[What needs to be done] Go through the entries below line by line and tally those holding "failed"; write only the tally.

[Material provided]
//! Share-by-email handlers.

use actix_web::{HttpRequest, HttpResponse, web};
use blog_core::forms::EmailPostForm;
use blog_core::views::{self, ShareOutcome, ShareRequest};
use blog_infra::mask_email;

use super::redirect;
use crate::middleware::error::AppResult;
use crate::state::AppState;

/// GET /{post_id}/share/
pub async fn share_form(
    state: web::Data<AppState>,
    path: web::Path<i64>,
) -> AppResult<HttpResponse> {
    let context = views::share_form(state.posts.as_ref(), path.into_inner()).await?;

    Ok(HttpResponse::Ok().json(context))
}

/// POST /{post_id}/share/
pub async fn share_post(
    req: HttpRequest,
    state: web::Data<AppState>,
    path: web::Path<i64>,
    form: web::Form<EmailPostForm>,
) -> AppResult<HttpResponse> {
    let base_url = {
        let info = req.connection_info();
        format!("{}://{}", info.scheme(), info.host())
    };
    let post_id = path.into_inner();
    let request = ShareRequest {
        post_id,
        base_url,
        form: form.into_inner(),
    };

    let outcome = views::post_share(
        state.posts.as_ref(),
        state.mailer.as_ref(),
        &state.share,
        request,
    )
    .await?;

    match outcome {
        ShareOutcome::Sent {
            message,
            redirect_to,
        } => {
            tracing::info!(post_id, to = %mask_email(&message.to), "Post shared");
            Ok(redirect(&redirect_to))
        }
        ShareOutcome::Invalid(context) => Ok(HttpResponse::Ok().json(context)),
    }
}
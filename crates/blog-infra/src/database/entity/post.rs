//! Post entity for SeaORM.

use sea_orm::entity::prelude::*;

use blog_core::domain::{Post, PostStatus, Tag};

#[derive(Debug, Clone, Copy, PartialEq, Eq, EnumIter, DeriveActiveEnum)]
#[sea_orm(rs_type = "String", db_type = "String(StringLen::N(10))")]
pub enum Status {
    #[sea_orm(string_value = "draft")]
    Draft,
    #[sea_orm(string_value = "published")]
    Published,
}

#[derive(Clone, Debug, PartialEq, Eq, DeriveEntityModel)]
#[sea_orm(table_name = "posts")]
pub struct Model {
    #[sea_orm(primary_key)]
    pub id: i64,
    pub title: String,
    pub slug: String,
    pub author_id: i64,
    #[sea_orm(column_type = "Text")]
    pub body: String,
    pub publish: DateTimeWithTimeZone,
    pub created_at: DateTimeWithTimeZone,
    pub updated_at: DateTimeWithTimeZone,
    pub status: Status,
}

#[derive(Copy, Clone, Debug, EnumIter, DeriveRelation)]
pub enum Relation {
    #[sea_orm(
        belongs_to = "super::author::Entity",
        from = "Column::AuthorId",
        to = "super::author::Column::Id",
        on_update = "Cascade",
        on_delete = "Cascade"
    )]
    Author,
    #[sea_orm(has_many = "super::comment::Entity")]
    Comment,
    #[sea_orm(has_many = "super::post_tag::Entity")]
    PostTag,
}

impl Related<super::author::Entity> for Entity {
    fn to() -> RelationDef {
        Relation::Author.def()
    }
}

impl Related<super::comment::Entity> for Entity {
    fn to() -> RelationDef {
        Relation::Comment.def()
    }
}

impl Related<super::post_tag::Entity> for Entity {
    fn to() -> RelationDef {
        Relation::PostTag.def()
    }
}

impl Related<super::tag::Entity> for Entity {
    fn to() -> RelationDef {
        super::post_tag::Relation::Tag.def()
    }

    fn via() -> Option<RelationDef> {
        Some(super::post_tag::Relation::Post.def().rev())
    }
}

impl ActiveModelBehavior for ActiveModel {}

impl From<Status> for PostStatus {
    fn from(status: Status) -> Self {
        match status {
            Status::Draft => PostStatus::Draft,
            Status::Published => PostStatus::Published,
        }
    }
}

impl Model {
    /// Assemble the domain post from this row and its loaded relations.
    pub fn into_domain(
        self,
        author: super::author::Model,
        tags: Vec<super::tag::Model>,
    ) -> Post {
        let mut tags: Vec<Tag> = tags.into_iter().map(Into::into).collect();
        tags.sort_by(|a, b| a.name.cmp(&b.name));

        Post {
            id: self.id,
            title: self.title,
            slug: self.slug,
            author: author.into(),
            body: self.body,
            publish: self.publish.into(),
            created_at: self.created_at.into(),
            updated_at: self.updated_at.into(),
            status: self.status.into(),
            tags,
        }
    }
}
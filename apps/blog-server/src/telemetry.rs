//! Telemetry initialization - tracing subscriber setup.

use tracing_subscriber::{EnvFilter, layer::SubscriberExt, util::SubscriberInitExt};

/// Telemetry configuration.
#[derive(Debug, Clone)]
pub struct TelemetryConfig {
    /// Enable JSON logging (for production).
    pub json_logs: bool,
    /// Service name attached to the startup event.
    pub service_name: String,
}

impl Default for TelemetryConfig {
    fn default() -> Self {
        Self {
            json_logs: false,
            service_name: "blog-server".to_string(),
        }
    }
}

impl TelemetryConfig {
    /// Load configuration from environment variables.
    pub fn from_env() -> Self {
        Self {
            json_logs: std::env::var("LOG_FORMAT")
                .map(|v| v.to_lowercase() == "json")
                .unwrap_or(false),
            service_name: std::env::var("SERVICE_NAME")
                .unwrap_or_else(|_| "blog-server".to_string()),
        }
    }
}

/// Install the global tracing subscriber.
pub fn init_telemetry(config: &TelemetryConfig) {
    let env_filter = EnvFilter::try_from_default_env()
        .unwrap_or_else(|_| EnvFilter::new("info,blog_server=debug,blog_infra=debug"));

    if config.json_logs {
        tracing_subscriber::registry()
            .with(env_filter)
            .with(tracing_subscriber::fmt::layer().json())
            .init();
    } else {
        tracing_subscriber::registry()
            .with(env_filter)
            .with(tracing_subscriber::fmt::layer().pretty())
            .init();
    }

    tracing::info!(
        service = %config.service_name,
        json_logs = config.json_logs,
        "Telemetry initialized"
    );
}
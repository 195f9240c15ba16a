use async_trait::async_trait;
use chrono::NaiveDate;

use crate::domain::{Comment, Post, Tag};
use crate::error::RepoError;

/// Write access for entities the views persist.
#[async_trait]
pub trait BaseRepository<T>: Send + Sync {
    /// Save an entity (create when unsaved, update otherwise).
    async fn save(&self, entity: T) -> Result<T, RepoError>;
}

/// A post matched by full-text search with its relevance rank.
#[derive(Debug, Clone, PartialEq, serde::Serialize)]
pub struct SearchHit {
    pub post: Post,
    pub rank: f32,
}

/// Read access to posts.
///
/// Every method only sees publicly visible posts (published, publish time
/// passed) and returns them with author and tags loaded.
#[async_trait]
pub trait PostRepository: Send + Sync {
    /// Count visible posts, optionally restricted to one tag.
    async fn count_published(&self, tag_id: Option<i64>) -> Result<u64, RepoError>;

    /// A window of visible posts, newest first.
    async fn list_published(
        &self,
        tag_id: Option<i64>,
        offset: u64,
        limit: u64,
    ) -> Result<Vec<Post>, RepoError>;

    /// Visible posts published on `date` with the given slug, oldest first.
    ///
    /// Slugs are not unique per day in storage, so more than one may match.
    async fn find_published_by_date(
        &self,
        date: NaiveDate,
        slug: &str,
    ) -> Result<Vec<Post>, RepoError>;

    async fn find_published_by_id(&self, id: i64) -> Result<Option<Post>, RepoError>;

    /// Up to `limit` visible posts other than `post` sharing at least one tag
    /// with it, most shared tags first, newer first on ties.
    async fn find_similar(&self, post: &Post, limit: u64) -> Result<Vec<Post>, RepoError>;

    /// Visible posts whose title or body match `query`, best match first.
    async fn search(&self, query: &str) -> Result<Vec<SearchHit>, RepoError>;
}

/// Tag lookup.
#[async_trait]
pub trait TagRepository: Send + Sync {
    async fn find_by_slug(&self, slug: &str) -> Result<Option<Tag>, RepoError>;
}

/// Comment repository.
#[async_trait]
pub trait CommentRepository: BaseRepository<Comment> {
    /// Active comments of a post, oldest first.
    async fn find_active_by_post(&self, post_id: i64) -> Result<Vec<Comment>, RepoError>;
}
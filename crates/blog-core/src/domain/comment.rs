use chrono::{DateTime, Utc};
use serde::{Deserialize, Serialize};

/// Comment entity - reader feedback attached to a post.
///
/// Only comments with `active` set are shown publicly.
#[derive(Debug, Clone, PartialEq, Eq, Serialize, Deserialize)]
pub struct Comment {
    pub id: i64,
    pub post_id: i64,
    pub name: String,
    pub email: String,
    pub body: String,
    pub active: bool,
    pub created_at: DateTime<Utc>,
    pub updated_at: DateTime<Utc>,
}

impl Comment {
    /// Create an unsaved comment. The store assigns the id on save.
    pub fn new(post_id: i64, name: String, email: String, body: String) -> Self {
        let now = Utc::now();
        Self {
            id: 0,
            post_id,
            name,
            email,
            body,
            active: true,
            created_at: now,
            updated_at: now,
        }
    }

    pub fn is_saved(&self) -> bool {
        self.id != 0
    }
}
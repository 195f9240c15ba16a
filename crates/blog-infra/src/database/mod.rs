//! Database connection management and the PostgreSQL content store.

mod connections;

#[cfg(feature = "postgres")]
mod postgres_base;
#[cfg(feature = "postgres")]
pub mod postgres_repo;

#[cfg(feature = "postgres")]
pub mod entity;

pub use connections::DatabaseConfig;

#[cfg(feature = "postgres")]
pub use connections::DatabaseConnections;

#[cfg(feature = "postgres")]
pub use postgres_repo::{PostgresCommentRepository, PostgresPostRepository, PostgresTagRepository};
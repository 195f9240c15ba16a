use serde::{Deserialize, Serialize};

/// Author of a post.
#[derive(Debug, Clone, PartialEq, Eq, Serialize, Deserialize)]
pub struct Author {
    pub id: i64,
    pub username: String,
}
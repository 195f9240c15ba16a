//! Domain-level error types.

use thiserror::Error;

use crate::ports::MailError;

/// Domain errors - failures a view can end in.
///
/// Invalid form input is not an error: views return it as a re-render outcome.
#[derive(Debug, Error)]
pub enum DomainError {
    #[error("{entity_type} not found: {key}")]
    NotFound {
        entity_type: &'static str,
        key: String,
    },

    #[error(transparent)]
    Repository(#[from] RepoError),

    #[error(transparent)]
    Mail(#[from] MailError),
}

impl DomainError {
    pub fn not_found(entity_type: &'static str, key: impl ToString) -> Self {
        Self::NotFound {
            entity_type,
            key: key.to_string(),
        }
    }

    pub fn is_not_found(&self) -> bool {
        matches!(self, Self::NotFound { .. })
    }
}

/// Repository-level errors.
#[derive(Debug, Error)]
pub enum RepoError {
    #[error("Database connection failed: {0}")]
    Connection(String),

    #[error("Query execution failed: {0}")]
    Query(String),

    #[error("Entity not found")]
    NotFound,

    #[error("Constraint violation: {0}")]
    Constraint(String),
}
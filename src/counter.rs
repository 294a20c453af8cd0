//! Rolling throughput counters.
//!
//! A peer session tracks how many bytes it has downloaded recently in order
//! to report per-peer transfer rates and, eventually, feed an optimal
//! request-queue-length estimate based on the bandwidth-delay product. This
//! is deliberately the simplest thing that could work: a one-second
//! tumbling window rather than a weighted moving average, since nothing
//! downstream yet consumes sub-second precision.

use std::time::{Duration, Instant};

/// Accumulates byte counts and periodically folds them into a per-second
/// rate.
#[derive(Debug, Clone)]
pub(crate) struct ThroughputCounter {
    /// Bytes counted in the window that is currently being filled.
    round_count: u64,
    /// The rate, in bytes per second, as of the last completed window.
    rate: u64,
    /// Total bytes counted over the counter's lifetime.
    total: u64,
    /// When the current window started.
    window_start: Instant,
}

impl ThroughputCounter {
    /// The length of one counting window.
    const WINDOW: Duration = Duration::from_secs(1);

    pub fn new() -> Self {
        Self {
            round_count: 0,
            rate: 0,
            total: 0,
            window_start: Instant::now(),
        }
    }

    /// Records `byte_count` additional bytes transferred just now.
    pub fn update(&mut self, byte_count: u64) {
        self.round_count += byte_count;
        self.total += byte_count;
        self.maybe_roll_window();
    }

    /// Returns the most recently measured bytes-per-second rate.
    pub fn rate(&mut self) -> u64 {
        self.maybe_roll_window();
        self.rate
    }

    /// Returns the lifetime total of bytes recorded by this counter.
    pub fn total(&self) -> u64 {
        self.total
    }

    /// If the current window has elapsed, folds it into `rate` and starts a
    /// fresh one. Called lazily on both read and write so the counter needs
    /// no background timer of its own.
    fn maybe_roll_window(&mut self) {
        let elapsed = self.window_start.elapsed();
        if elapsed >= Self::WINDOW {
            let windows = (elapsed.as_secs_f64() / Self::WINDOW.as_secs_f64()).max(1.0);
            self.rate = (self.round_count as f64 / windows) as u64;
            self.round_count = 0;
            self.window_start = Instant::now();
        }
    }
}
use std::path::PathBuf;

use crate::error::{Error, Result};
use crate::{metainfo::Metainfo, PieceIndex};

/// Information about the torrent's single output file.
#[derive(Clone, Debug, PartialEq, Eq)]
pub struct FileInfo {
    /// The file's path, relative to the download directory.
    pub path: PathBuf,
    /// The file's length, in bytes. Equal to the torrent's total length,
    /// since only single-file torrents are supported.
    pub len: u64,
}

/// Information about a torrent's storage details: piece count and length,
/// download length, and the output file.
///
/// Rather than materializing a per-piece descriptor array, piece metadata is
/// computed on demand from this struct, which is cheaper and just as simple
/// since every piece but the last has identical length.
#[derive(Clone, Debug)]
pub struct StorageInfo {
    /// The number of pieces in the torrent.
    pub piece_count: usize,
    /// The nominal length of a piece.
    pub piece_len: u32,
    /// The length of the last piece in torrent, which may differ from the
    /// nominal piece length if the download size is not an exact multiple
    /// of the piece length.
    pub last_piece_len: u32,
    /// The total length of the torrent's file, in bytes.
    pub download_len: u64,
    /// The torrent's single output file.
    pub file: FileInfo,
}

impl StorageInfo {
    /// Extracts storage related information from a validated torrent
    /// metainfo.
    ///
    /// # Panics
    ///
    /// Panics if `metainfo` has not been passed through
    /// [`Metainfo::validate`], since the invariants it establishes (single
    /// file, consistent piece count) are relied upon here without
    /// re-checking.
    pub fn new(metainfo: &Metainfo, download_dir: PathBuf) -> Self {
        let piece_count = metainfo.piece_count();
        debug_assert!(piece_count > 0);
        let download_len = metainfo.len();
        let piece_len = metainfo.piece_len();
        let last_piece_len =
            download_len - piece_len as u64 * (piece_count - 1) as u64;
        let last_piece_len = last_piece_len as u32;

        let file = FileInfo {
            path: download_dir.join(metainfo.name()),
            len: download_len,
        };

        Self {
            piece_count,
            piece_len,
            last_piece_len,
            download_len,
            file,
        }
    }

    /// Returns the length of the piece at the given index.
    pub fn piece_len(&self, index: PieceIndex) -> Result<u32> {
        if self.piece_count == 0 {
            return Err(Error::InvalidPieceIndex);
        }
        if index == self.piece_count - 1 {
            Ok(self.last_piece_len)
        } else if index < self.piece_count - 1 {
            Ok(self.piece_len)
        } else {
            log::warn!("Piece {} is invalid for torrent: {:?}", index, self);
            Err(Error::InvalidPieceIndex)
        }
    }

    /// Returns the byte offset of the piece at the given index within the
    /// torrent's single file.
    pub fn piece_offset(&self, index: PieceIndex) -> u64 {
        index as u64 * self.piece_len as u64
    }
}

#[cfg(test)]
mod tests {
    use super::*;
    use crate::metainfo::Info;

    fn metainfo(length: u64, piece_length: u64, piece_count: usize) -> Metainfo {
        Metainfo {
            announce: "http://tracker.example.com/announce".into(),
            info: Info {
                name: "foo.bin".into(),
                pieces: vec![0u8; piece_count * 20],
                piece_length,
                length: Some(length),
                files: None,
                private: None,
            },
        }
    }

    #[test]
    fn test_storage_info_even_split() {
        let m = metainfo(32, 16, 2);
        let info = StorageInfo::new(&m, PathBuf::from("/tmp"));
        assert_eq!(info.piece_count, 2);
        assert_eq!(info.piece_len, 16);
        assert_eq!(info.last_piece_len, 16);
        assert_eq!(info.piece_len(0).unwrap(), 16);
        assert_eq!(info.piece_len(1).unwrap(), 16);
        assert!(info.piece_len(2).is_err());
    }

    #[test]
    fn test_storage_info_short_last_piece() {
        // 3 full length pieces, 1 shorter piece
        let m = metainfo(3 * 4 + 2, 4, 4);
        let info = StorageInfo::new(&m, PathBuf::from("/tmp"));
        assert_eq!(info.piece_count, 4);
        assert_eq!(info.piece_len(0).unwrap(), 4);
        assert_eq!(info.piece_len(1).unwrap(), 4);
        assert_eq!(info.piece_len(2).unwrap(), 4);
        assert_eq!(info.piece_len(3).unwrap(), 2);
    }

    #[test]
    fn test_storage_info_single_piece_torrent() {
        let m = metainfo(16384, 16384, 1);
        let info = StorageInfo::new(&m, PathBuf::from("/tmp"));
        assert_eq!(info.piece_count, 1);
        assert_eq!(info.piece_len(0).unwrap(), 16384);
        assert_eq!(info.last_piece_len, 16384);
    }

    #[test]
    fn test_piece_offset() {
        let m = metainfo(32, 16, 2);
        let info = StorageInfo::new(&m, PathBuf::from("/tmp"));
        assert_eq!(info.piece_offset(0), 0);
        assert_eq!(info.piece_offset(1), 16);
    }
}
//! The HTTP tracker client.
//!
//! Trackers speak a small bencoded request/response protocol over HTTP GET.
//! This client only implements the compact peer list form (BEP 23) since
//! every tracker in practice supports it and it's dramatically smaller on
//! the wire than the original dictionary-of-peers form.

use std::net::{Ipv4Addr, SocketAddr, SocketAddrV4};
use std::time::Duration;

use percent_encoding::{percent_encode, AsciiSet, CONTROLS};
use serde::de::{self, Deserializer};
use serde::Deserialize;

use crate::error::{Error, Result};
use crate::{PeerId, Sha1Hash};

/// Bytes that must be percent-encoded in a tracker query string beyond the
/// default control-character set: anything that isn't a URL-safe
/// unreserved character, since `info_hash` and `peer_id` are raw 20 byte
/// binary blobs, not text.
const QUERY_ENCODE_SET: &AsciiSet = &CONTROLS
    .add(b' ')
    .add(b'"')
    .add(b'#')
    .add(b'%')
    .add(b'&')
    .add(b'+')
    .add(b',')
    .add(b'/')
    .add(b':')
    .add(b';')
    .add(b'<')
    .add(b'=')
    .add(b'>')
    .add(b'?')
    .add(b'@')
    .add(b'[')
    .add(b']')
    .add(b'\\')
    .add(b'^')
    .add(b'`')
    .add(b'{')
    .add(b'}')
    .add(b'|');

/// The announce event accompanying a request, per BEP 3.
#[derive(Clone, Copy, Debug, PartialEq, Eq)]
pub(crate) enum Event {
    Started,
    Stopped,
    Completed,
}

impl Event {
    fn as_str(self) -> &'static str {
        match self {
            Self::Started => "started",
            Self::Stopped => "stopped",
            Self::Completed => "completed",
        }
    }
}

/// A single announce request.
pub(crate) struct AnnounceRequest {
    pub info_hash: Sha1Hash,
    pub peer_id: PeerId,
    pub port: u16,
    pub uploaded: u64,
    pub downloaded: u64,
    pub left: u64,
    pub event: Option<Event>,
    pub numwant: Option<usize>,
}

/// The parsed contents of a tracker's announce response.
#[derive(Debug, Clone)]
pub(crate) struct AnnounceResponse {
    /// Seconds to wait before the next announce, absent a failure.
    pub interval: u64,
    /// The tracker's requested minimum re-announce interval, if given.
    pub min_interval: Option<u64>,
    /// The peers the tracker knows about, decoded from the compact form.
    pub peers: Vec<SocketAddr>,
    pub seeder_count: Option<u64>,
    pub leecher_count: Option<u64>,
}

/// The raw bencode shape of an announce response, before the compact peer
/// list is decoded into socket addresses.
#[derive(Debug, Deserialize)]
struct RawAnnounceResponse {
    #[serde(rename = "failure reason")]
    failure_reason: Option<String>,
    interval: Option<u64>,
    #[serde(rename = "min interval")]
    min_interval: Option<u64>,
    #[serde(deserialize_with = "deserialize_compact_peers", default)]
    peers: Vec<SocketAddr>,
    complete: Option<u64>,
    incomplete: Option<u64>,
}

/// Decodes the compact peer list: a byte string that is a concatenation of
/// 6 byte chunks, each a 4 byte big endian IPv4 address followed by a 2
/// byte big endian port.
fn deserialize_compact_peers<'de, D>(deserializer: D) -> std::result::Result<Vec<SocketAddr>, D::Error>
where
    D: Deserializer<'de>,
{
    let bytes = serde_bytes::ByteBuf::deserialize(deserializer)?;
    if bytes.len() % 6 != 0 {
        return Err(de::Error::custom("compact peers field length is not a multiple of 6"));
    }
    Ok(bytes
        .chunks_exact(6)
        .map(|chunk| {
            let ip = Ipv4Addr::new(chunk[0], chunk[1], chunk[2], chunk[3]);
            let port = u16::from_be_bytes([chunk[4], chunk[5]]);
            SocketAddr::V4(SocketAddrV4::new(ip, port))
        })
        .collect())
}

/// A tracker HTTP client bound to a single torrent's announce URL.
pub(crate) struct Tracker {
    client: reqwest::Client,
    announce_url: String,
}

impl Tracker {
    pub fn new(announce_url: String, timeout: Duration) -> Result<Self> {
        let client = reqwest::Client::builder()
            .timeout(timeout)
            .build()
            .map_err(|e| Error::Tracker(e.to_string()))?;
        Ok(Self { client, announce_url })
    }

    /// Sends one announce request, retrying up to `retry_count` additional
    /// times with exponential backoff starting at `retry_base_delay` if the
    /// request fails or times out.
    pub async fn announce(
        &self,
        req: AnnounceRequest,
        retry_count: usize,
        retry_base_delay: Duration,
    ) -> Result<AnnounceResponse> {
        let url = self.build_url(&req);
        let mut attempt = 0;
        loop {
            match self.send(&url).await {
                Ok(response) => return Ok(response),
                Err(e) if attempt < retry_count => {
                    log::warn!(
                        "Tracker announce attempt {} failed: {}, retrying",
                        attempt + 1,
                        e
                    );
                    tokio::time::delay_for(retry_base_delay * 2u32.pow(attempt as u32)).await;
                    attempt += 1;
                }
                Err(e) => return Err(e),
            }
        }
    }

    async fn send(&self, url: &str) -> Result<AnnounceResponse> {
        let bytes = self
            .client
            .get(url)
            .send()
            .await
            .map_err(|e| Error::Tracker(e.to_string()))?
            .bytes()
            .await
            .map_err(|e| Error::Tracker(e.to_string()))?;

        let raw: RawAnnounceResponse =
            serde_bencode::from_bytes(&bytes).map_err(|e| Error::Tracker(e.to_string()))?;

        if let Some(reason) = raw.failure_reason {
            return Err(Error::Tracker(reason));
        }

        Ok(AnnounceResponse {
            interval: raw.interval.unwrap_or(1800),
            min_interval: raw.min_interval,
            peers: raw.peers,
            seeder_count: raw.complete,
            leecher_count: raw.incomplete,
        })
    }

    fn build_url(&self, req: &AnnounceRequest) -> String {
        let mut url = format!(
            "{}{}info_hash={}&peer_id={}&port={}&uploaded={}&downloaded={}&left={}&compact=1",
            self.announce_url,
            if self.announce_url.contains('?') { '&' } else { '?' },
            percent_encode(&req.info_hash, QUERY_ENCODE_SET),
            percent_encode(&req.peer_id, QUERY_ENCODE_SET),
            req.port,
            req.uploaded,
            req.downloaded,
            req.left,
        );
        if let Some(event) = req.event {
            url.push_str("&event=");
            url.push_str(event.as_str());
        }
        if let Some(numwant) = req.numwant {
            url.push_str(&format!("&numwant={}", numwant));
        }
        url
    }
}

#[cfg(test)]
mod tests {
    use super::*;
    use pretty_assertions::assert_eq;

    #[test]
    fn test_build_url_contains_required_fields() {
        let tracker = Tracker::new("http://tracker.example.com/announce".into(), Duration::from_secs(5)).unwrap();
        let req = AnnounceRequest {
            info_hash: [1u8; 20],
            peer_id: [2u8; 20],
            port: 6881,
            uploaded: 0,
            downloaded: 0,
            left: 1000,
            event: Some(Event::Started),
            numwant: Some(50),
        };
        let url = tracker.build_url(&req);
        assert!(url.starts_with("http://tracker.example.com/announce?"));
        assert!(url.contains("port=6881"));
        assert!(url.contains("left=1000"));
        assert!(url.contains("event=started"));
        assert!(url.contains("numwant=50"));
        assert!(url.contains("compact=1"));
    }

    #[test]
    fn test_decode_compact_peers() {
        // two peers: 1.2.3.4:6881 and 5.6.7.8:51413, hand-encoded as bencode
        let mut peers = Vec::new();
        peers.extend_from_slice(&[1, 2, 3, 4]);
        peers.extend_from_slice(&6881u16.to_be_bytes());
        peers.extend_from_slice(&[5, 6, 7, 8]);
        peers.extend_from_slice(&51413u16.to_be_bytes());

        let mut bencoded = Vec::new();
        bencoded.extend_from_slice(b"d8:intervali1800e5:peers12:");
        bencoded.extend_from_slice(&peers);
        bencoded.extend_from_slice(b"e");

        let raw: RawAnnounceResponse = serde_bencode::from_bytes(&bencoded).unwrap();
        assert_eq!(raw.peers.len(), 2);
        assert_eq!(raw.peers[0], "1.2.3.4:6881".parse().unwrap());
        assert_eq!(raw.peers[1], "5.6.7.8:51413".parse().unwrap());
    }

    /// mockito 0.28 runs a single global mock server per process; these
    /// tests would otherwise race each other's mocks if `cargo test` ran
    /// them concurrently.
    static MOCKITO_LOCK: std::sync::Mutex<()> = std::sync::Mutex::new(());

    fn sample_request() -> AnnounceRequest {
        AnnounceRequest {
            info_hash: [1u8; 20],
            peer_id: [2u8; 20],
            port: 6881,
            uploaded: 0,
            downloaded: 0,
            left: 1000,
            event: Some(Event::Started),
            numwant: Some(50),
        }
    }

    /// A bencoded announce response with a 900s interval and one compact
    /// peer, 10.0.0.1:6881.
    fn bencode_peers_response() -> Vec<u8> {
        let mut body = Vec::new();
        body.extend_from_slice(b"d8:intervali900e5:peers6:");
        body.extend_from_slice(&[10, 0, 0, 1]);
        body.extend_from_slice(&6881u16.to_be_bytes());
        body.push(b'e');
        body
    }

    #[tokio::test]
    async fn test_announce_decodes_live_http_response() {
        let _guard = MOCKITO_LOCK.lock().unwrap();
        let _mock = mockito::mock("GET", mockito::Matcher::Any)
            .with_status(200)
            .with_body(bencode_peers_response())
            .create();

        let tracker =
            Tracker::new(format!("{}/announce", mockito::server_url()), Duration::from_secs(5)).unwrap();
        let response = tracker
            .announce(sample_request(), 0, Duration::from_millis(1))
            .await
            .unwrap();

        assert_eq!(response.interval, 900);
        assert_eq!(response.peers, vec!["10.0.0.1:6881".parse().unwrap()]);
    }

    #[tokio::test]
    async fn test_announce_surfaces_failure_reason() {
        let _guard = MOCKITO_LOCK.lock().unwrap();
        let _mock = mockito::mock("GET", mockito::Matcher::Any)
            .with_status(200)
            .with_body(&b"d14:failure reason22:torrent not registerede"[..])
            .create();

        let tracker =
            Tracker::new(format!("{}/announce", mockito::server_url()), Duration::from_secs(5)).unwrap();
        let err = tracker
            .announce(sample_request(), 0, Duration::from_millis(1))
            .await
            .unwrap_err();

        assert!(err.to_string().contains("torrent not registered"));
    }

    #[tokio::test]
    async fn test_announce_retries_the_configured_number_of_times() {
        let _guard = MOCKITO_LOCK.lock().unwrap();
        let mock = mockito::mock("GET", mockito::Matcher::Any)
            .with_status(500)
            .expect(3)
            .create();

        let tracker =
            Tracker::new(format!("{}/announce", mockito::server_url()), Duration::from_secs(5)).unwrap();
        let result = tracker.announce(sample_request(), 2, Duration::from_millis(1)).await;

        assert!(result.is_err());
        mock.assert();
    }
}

[Written response] 3